═══ PROVIDED RECORDS ═══
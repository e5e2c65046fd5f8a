//! Pull-based iterators over node ids.
//!
//! An [`IndexIterator`] is finite, single pass and may be dropped at any
//! point. The cursor starts *before* the first id: [`IndexIterator::more`]
//! advances it and reports whether an id is available, after which
//! [`IndexIterator::id`] returns that id.
//!
//! Producers feeding [`UnionIterator`] or [`IntersectIterator`] must yield
//! ascending ids. Value and full-text postings satisfy this by construction
//! because node ids grow monotonically while a document is built.

use std::borrow::Cow;
use std::cmp::Ordering;
use std::collections::BinaryHeap;
use std::fmt::Debug;

use crate::index::NodeId;

/// Trait for lazy producers of node ids.
pub trait IndexIterator: Debug {
    /// Advance to the next id. Returns `false` once the iterator is exhausted.
    fn more(&mut self) -> bool;

    /// The current id. Only meaningful after [`more`](Self::more) returned `true`.
    fn id(&self) -> NodeId;

    /// Advance to the first id that is `>= target`.
    fn skip_to(&mut self, target: NodeId) -> bool {
        while self.more() {
            if self.id() >= target {
                return true;
            }
        }
        false
    }

    /// Upper bound of the number of ids this iterator yields.
    fn size(&self) -> u64;
}

/// An iterator that yields nothing.
#[derive(Debug, Default, Clone, Copy)]
pub struct EmptyIterator;

impl EmptyIterator {
    /// Create a new empty iterator.
    pub fn new() -> Self {
        EmptyIterator
    }
}

impl IndexIterator for EmptyIterator {
    fn more(&mut self) -> bool {
        false
    }

    fn id(&self) -> NodeId {
        NodeId::MAX
    }

    fn skip_to(&mut self, _target: NodeId) -> bool {
        false
    }

    fn size(&self) -> u64 {
        0
    }
}

/// An iterator over a single postings list.
///
/// The list is captured once at construction, either borrowed from an index
/// or owned (scan results), and never re-derived from a slot afterwards.
#[derive(Debug, Clone)]
pub struct ListIterator<'a> {
    ids: Cow<'a, [NodeId]>,
    /// Index of the next id to hand out.
    next: usize,
}

impl<'a> ListIterator<'a> {
    /// Iterate over a borrowed postings list.
    pub fn new(ids: &'a [NodeId]) -> Self {
        ListIterator {
            ids: Cow::Borrowed(ids),
            next: 0,
        }
    }

    /// Iterate over an owned list of ids.
    pub fn owned(ids: Vec<NodeId>) -> ListIterator<'static> {
        ListIterator {
            ids: Cow::Owned(ids),
            next: 0,
        }
    }
}

impl IndexIterator for ListIterator<'_> {
    fn more(&mut self) -> bool {
        if self.next < self.ids.len() {
            self.next += 1;
            true
        } else {
            false
        }
    }

    fn id(&self) -> NodeId {
        match self.next {
            0 => NodeId::MAX,
            n => self.ids.get(n - 1).copied().unwrap_or(NodeId::MAX),
        }
    }

    fn size(&self) -> u64 {
        self.ids.len() as u64
    }
}

/// A heap entry ordered so that the smallest current id is on top.
#[derive(Debug)]
struct HeapEntry<'a> {
    iter: Box<dyn IndexIterator + 'a>,
}

impl PartialEq for HeapEntry<'_> {
    fn eq(&self, other: &Self) -> bool {
        self.iter.id() == other.iter.id()
    }
}

impl Eq for HeapEntry<'_> {}

impl PartialOrd for HeapEntry<'_> {
    fn partial_cmp(&self, other: &Self) -> Option<Ordering> {
        Some(self.cmp(other))
    }
}

impl Ord for HeapEntry<'_> {
    fn cmp(&self, other: &Self) -> Ordering {
        // Min-heap: lower ids come first
        other.iter.id().cmp(&self.iter.id())
    }
}

/// Sorted union (OR) of ascending iterators. Duplicate ids are yielded once.
#[derive(Debug)]
pub struct UnionIterator<'a> {
    heap: BinaryHeap<HeapEntry<'a>>,
    current: NodeId,
    started: bool,
    size: u64,
}

impl<'a> UnionIterator<'a> {
    /// Create a union over `iters`.
    pub fn new(iters: Vec<Box<dyn IndexIterator + 'a>>) -> Self {
        let mut heap = BinaryHeap::with_capacity(iters.len());
        let mut size = 0;
        for mut iter in iters {
            size += iter.size();
            if iter.more() {
                heap.push(HeapEntry { iter });
            }
        }

        UnionIterator {
            heap,
            current: NodeId::MAX,
            started: false,
            size,
        }
    }

    /// Advance every child positioned on the current id past it.
    fn advance_current(&mut self) {
        let current = self.current;
        let mut reinsert = Vec::new();
        while let Some(top) = self.heap.peek() {
            if top.iter.id() != current {
                break;
            }
            let Some(mut entry) = self.heap.pop() else {
                break;
            };
            let mut alive = true;
            while entry.iter.id() == current {
                if !entry.iter.more() {
                    alive = false;
                    break;
                }
            }
            if alive {
                reinsert.push(entry);
            }
        }
        self.heap.extend(reinsert);
    }
}

impl IndexIterator for UnionIterator<'_> {
    fn more(&mut self) -> bool {
        if self.started {
            self.advance_current();
        }
        self.started = true;

        match self.heap.peek() {
            Some(top) => {
                self.current = top.iter.id();
                true
            }
            None => {
                self.current = NodeId::MAX;
                false
            }
        }
    }

    fn id(&self) -> NodeId {
        self.current
    }

    fn size(&self) -> u64 {
        self.size
    }
}

/// Sorted intersection (AND) of ascending iterators.
#[derive(Debug)]
pub struct IntersectIterator<'a> {
    iters: Vec<Box<dyn IndexIterator + 'a>>,
    current: NodeId,
    started: bool,
    exhausted: bool,
}

impl<'a> IntersectIterator<'a> {
    /// Create an intersection over `iters`. An empty input yields nothing.
    pub fn new(mut iters: Vec<Box<dyn IndexIterator + 'a>>) -> Self {
        // Drive the cheapest child first.
        iters.sort_by_key(|iter| iter.size());
        let exhausted = iters.is_empty() || !iters.iter_mut().all(|iter| iter.more());

        IntersectIterator {
            iters,
            current: NodeId::MAX,
            started: false,
            exhausted,
        }
    }

    /// Skip children forward until all of them agree on one id.
    fn align(&mut self) -> bool {
        loop {
            let target = self.iters.iter().map(|iter| iter.id()).max().unwrap_or(NodeId::MAX);
            let mut aligned = true;
            for iter in &mut self.iters {
                if iter.id() < target {
                    if !iter.skip_to(target) {
                        return false;
                    }
                    if iter.id() != target {
                        aligned = false;
                    }
                }
            }
            if aligned {
                self.current = target;
                return true;
            }
        }
    }
}

impl IndexIterator for IntersectIterator<'_> {
    fn more(&mut self) -> bool {
        if self.exhausted {
            return false;
        }
        if self.started && !self.iters[0].more() {
            self.exhausted = true;
            self.current = NodeId::MAX;
            return false;
        }
        self.started = true;

        if self.align() {
            true
        } else {
            self.exhausted = true;
            self.current = NodeId::MAX;
            false
        }
    }

    fn id(&self) -> NodeId {
        self.current
    }

    fn size(&self) -> u64 {
        self.iters.iter().map(|iter| iter.size()).min().unwrap_or(0)
    }
}

/// Adapter exposing an [`IndexIterator`] as a standard [`Iterator`].
#[derive(Debug)]
pub struct Ids<'a> {
    inner: Box<dyn IndexIterator + 'a>,
}

impl<'a> Ids<'a> {
    /// Wrap `inner`.
    pub fn new(inner: Box<dyn IndexIterator + 'a>) -> Self {
        Ids { inner }
    }
}

impl Iterator for Ids<'_> {
    type Item = NodeId;

    fn next(&mut self) -> Option<NodeId> {
        if self.inner.more() {
            Some(self.inner.id())
        } else {
            None
        }
    }
}

/// Drain an iterator into a vector.
pub fn collect_ids<I: IndexIterator + ?Sized>(iter: &mut I) -> Vec<NodeId> {
    let mut ids = Vec::new();
    while iter.more() {
        ids.push(iter.id());
    }
    ids
}

#[cfg(test)]
mod tests {
    use super::*;

    fn list(ids: &[NodeId]) -> Box<dyn IndexIterator + '_> {
        Box::new(ListIterator::new(ids))
    }

    #[test]
    fn test_empty_iterator() {
        let mut iter = EmptyIterator::new();
        assert!(!iter.more());
        assert!(!iter.skip_to(5));
        assert_eq!(iter.size(), 0);
        assert_eq!(iter.id(), NodeId::MAX);
    }

    #[test]
    fn test_list_iterator() {
        let ids = [1, 3, 5];
        let mut iter = ListIterator::new(&ids);
        assert_eq!(iter.size(), 3);
        assert!(iter.more());
        assert_eq!(iter.id(), 1);
        assert!(iter.skip_to(4));
        assert_eq!(iter.id(), 5);
        assert!(!iter.more());
    }

    #[test]
    fn test_owned_list_iterator() {
        let mut iter = ListIterator::owned(vec![2, 4]);
        assert_eq!(collect_ids(&mut iter), vec![2, 4]);
        assert!(!iter.more());
    }

    #[test]
    fn test_union_iterator() {
        let a = [1, 4, 7];
        let b = [2, 4, 8, 9];
        let c: [NodeId; 0] = [];
        let mut union = UnionIterator::new(vec![list(&a), list(&b), list(&c)]);
        assert_eq!(collect_ids(&mut union), vec![1, 2, 4, 7, 8, 9]);
        assert!(!union.more());
    }

    #[test]
    fn test_union_collapses_repeated_ids() {
        let a = [1, 1, 2];
        let mut union = UnionIterator::new(vec![list(&a)]);
        assert_eq!(collect_ids(&mut union), vec![1, 2]);
    }

    #[test]
    fn test_intersect_iterator() {
        let a = [1, 3, 4, 7, 9];
        let b = [3, 4, 5, 9];
        let c = [0, 3, 9, 10];
        let mut inter = IntersectIterator::new(vec![list(&a), list(&b), list(&c)]);
        assert_eq!(collect_ids(&mut inter), vec![3, 9]);
        assert!(!inter.more());
    }

    #[test]
    fn test_intersect_with_empty_child() {
        let a = [1, 2];
        let mut inter = IntersectIterator::new(vec![list(&a), Box::new(EmptyIterator)]);
        assert!(!inter.more());

        let mut none = IntersectIterator::new(Vec::new());
        assert!(!none.more());
    }

    #[test]
    fn test_ids_adapter() {
        let a = [5, 6];
        let ids: Vec<NodeId> = Ids::new(list(&a)).collect();
        assert_eq!(ids, vec![5, 6]);
    }
}
//! Alternative driving routes from the directions provider.

use serde::Deserialize;
use serde::de::IgnoredAny;
use tracing::{debug, info, warn};

use crate::config::ProviderConfig;
use crate::error::{Error, FailureReason, GeometryError};
use crate::polyline::{self, Polyline};
use crate::traits::HttpTransport;

const STATUS_OK: &str = "OK";

/// One alternative route as returned by the provider.
#[derive(Debug, Clone, PartialEq)]
pub struct RouteCandidate {
    pub geometry: Polyline,
    /// Traffic-aware duration when the provider supplied one, static otherwise.
    pub duration_seconds: u64,
    pub distance_meters: u64,
    /// Number of turn-by-turn instructions on the first leg.
    pub step_count: usize,
    pub summary: String,
}

/// Routes in provider order, plus the ones dropped for undecodable geometry.
#[derive(Debug, Clone, Default)]
pub struct FetchedRoutes {
    pub candidates: Vec<RouteCandidate>,
    /// Provider index and decode error of every skipped route.
    pub skipped: Vec<(usize, GeometryError)>,
}

#[derive(Debug, Deserialize)]
struct DirectionsResponse {
    status: String,
    #[serde(default)]
    routes: Vec<RouteJson>,
}

#[derive(Debug, Deserialize)]
struct RouteJson {
    #[serde(default)]
    summary: String,
    overview_polyline: OverviewPolyline,
    legs: Vec<LegJson>,
}

#[derive(Debug, Deserialize)]
struct OverviewPolyline {
    points: String,
}

#[derive(Debug, Deserialize)]
struct LegJson {
    duration: TextValue,
    duration_in_traffic: Option<TextValue>,
    distance: TextValue,
    #[serde(default)]
    steps: Vec<IgnoredAny>,
}

#[derive(Debug, Deserialize)]
struct TextValue {
    value: u64,
}

/// Fetches driving alternatives between two place names, departing now.
///
/// The provider's order is the ranking and is preserved. A route whose
/// geometry does not decode is skipped rather than failing the batch.
pub fn fetch_routes<T: HttpTransport + ?Sized>(
    transport: &T,
    provider: &ProviderConfig,
    start: &str,
    end: &str,
) -> Result<FetchedRoutes, Error> {
    let failure = |reason| Error::FetchFailure { reason };

    let body = transport
        .get(
            &provider.directions_url,
            &[
                ("origin", start),
                ("destination", end),
                ("mode", "driving"),
                ("alternatives", "true"),
                ("departure_time", "now"),
                ("key", provider.api_key.as_str()),
            ],
            provider.directions_timeout,
        )
        .map_err(|err| failure(FailureReason::Network(err.to_string())))?;

    let response: DirectionsResponse = serde_json::from_str(&body)
        .map_err(|err| failure(FailureReason::MalformedResponse(err.to_string())))?;

    if response.status != STATUS_OK {
        debug!(start, end, status = %response.status, "directions miss");
        return Err(failure(FailureReason::ProviderStatus(response.status)));
    }

    let mut fetched = FetchedRoutes::default();
    for (index, route) in response.routes.into_iter().enumerate() {
        let Some(leg) = route.legs.into_iter().next() else {
            return Err(failure(FailureReason::MalformedResponse(format!("route {} has no legs", index))));
        };

        let geometry = match polyline::decode(&route.overview_polyline.points) {
            Ok(geometry) => geometry,
            Err(err) => {
                warn!(index, summary = %route.summary, error = %err, "skipping route with malformed geometry");
                fetched.skipped.push((index, err));
                continue;
            }
        };

        let duration_seconds = leg
            .duration_in_traffic
            .as_ref()
            .map_or(leg.duration.value, |traffic| traffic.value);

        fetched.candidates.push(RouteCandidate {
            geometry,
            duration_seconds,
            distance_meters: leg.distance.value,
            step_count: leg.steps.len(),
            summary: route.summary,
        });
    }

    info!(
        routes = fetched.candidates.len(),
        skipped = fetched.skipped.len(),
        "fetched directions"
    );
    Ok(fetched)
}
═══
ACTION ITEM
Lines holding the string "IgnoredAny" in the records above must be counted; give the number alone.

SOLUTION
2